### What is being asked:
In the records that follow, show each line where the word "span" is present.

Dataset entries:
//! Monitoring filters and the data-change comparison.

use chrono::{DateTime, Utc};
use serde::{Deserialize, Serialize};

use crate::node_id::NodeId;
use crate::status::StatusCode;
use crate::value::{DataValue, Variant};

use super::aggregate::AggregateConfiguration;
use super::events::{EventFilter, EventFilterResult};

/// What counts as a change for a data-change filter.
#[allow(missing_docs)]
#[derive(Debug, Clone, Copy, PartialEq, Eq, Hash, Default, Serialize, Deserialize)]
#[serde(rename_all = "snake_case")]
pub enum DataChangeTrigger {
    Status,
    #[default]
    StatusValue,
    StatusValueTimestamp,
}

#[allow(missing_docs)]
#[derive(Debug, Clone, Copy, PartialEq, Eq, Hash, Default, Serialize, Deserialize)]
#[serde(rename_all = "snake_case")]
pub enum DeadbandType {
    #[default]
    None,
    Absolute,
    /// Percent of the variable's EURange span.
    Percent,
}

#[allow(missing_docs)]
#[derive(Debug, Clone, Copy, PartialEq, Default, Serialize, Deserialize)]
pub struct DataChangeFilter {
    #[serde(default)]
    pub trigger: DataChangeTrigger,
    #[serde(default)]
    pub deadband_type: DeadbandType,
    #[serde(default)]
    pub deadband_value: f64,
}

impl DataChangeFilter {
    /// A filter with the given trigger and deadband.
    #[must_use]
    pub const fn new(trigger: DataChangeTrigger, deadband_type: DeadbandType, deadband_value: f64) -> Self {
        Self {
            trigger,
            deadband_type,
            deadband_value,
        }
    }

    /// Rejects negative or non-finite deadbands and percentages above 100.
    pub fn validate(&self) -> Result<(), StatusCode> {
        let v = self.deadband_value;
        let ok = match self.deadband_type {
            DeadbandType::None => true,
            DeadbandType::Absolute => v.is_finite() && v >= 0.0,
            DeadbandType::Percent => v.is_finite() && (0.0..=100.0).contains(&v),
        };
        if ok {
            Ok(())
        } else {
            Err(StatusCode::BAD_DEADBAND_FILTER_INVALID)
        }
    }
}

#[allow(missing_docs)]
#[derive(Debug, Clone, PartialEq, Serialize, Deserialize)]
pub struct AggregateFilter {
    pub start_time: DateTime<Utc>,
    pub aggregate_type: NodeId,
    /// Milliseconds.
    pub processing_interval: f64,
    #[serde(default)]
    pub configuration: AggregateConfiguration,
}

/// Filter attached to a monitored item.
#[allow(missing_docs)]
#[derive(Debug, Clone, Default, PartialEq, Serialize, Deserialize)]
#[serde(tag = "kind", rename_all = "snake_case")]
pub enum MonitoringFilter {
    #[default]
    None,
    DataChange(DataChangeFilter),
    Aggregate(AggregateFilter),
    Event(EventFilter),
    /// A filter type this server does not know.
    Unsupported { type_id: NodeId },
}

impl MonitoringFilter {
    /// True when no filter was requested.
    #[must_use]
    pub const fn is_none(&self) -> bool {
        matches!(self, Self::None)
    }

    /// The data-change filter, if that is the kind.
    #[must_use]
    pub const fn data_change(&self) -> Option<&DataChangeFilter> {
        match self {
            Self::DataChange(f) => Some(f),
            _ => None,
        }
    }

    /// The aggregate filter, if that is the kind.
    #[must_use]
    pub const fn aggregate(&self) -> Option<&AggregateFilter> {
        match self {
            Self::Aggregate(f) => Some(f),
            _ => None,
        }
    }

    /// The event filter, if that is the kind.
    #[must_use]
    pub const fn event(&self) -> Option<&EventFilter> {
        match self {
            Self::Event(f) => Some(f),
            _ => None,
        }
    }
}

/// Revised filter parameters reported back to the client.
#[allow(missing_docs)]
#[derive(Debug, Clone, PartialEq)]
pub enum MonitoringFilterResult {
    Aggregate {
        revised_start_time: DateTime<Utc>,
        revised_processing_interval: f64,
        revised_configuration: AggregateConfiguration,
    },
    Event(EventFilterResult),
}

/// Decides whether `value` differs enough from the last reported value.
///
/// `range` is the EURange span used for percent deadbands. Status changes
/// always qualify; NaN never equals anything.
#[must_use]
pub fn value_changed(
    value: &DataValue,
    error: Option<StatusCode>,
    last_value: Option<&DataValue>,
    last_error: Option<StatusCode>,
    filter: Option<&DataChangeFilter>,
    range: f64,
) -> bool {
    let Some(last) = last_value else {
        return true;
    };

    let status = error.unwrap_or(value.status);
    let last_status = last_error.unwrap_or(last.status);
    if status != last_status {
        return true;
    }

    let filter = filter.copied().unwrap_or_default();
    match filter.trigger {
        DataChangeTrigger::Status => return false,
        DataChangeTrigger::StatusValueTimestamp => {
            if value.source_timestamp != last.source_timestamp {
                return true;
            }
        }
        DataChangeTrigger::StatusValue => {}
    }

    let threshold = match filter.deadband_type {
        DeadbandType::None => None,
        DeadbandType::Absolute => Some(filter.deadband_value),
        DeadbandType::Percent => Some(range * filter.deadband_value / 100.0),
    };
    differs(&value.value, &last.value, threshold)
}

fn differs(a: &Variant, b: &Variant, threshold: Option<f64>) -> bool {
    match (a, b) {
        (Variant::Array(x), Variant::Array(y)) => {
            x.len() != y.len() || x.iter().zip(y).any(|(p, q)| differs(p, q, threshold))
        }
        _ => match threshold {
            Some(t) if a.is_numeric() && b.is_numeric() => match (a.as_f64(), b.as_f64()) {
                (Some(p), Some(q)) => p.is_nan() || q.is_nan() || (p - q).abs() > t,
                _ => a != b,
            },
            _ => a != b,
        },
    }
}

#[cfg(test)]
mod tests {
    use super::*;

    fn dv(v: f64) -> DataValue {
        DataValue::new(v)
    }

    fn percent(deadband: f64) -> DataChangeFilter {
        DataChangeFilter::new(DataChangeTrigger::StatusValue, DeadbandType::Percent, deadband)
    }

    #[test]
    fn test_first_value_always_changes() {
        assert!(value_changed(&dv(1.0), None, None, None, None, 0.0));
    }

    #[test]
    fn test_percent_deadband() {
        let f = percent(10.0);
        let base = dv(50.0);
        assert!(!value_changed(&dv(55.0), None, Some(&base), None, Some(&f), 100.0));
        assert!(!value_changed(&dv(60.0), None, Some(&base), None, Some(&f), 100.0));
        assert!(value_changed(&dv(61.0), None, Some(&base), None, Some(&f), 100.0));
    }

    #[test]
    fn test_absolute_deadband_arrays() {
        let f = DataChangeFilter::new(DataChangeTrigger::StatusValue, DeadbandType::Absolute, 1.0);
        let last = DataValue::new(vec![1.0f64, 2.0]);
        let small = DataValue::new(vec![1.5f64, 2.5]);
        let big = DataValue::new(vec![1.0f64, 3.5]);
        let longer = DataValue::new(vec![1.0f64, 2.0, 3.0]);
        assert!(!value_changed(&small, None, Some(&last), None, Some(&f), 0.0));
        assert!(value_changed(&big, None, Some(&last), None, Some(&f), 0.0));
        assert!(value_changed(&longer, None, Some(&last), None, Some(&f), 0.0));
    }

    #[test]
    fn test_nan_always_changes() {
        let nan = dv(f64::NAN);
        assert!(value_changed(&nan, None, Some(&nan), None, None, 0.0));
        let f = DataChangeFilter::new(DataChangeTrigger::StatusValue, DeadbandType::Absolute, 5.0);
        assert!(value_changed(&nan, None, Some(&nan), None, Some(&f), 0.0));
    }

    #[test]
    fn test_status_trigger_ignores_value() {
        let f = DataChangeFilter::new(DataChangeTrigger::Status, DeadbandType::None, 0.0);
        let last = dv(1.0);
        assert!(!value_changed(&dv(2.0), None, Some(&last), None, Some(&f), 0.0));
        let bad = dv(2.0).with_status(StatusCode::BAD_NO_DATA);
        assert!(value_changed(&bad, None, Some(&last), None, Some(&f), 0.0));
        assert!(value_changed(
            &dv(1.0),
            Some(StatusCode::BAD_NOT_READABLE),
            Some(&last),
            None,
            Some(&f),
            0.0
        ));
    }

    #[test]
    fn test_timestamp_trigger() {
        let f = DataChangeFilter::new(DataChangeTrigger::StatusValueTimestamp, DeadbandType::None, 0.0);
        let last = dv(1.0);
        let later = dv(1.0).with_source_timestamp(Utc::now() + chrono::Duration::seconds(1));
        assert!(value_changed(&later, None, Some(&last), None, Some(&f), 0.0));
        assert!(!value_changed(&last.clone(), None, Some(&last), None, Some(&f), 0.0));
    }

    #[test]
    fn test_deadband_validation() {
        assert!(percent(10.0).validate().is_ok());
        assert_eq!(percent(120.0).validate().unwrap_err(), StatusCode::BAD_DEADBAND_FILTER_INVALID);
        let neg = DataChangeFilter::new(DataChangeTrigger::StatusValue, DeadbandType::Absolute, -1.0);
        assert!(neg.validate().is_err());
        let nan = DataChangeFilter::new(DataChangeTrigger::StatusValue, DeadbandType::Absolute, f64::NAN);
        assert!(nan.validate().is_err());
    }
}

### Solution to the exercise:
    /// Percent of the variable's EURange span.
/// `range` is the EURange span used for percent deadbands. Status changes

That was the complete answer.